Maka tak ayal, dalam memilih pasangan, biasanaya manusia cenderung pilah-pilih dan harus dilandaskan atas dasar cinta. Dengan berdalil atas rasa cinta, biasanya seseorang akan menolak jika dia harus menikah dengan orang yang tidak dicintainya. Lalu bagaimana pernikahan yang dilakukan tanpa dasar atas rasa cinta, atau yang lebih kita kenal nikah secara paksa (tanpa persetujuan). Bolehkah nikah paksa dalam islam? Dan bagaimana persyaratannya?

Para fuqaha’ membagi perempuan dilihat dari boleh tidaknya dinikahkan secara paksa menjadi 2, yaitu perawan dan janda.

(Baca juga: Perspektif Ulama Tentang Cara Meminang)

Perawan ialah: orang yang belum hilang keperwanannya (belum pernah dijima’/ disetubuhi) baik jima’ nya melalui cara halal (pernikahan) atau haram (perzinahan).

Sedangkan janda ialah: orang yang sudah hilang keperwannanya (sudah dijima’) baik jima’ nya melalui jalan halal maupun haram.

Jadi, tolak ukur apakah perempuan itu dapat dikatan perawan atau janda ialah apakah dia sudah pernah bersetubuh atau tidak. So, jika ada wanita yang sudah tidak perawan, tapi penyebababnya bukan karena persetubuhan, semisal karena jatuh atau disebabkan oleh jari-jarinya sendiri, maka perempuan tersebut tetap tergolong dalam kategori perawan.

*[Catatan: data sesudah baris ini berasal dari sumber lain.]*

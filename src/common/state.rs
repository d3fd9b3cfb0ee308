// Application state shared across all modules

use reqwest::Client;
use sqlx::SqlitePool;

use crate::common::dev_mode::DevModeConfig;

/// Application state containing database pool and configuration
#[derive(Clone)]
pub struct AppState {
    pub db: SqlitePool,
    pub http: Client,
    pub jwt_secret: String,
    pub google_client_id: Option<String>,
    pub dev_mode: DevModeConfig,
}
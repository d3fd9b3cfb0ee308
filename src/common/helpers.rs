// Helper functions for safe logging

/// Masks email addresses for safe logging
/// Prevents sensitive data exposure while preserving debugging utility
///
/// # Example
/// ```
/// let masked = safe_email_log("user@example.com");
/// // Returns: "u***@example.com"
/// ```
pub fn safe_email_log(email: &str) -> String {
    if email.len() > 3 {
        let parts: Vec<&str> = email.split('@').collect();
        if parts.len() == 2 {
            format!("{}***@{}", &parts[0][..1.min(parts[0].len())], parts[1])
        } else {
            "***@***.***".to_string()
        }
    } else {
        "***@***.***".to_string()
    }
}

#[cfg(test)]
mod tests {
    use super::*;

    #[test]
    fn test_safe_email_log_masks_local_part() {
        assert_eq!(safe_email_log("user@example.com"), "u***@example.com");
    }

    #[test]
    fn test_safe_email_log_handles_invalid_input() {
        assert_eq!(safe_email_log("ab"), "***@***.***");
        assert_eq!(safe_email_log("not-an-email"), "***@***.***");
    }
}
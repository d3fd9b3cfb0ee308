//! # Auth Module
//!
//! This module handles all authentication-related functionality including:
//! - Credentials signup and login (Argon2 password hashing)
//! - Google OAuth authentication
//! - JWT token generation and validation
//! - AuthedUser extractor for protected routes

pub mod extractors;
pub mod handlers;
pub mod models;
pub mod password;
pub mod routes;
pub mod validators;

#[cfg(test)]
mod tests;

pub use extractors::AuthedUser;
pub use models::User;
pub use routes::auth_routes;
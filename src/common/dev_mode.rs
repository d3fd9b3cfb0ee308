// src/common/dev_mode.rs
//! Development mode configuration and utilities
//! Allows bypassing authentication for testing purposes

use chrono::Utc;
use std::env;

use crate::auth::models::User;

#[derive(Debug, Clone)]
pub struct DevModeConfig {
    pub enabled: bool,
    pub user_email: String,
    pub user_name: String,
}

impl DevModeConfig {
    pub fn from_env() -> Self {
        let enabled = env::var("DEV_MODE")
            .unwrap_or_else(|_| "false".to_string())
            .to_lowercase()
            == "true";

        let user_email = env::var("DEV_USER_EMAIL").unwrap_or_else(|_| "dev@test.com".to_string());

        let user_name = env::var("DEV_USER_NAME").unwrap_or_else(|_| "Dev User".to_string());

        Self {
            enabled,
            user_email,
            user_name,
        }
    }

    pub fn is_enabled(&self) -> bool {
        self.enabled
    }

    /// Create a dev user for testing
    /// Uses a fixed ID to ensure consistency across requests
    pub fn create_dev_user(&self) -> User {
        let user_id = "U_DEV000".to_string();

        User {
            id: user_id,
            email: self.user_email.clone(),
            name: Some(self.user_name.clone()),
            hashed_password: None,
            provider: Some("dev".to_string()),
            created_at: Some(Utc::now().to_rfc3339()),
        }
    }
}

/// Print dev mode status on startup
pub fn print_dev_mode_status(config: &DevModeConfig) {
    if config.enabled {
        println!("⚠️  🔓 DEV MODE ENABLED 🔓 ⚠️");
        println!("   Authentication bypassed for testing");
        println!("   Dev User: {} ({})", config.user_name, config.user_email);
        println!("   ⚠️  DO NOT USE IN PRODUCTION ⚠️");
        println!();
    } else {
        println!("🔒 Production mode - Authentication required");
    }
}

/// CLI argument parsing for dev mode
pub fn parse_dev_mode_args() -> Option<bool> {
    let args: Vec<String> = env::args().collect();

    for arg in &args {
        match arg.as_str() {
            "--dev" | "--dev-mode" => return Some(true),
            "--no-dev" | "--prod" | "--production" => return Some(false),
            _ => {}
        }
    }

    None
}

/// Override dev mode from CLI args
pub fn apply_cli_override(mut config: DevModeConfig) -> DevModeConfig {
    if let Some(cli_dev_mode) = parse_dev_mode_args() {
        println!("🔧 CLI override: DEV_MODE = {}", cli_dev_mode);
        config.enabled = cli_dev_mode;
    }

    config
}

#[cfg(test)]
mod tests {
    use super::*;

    #[test]
    fn test_dev_user_has_fixed_id() {
        let config = DevModeConfig {
            enabled: true,
            user_email: "dev@test.com".to_string(),
            user_name: "Dev User".to_string(),
        };

        let a = config.create_dev_user();
        let b = config.create_dev_user();
        assert_eq!(a.id, b.id, "Dev user ID must be stable across requests");
        assert!(a.hashed_password.is_none());
    }
}
use super::handlers;
use axum::{
    routing::{get, put},
    Router,
};

/// Creates the habits router with all habit CRUD routes
pub fn habits_routes() -> Router {
    Router::new()
        .route(
            "/api/habits",
            get(handlers::get_habits).post(handlers::create_habit),
        )
        .route(
            "/api/habits/:id",
            put(handlers::update_habit).delete(handlers::archive_habit),
        )
}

Soal pernikahan keduanya, ulama memberikan perlakuan yang berbeda pada dua kategori diatas, pertama kita akan membahas tentang perawan terlebih dahulu,,

Pada kasus perawan, ulama’ berbeda pendapat dalam hal apakah wanita yang masih perawan itu boleh dinikahkan secara paksa atau tidak.

Menurut imam abu hanifah perawan boleh dinikahkan secara paksa jikalau masih kecil (belum baligh), jika sudah baligh maka tidak boleh menikahkannya secara paksa.

perlu digaris bawahi yang mempunyai hak paksa adalah walinya siperempuan yakni bapak atau kakeknya (jika bapak sudah tidak ada).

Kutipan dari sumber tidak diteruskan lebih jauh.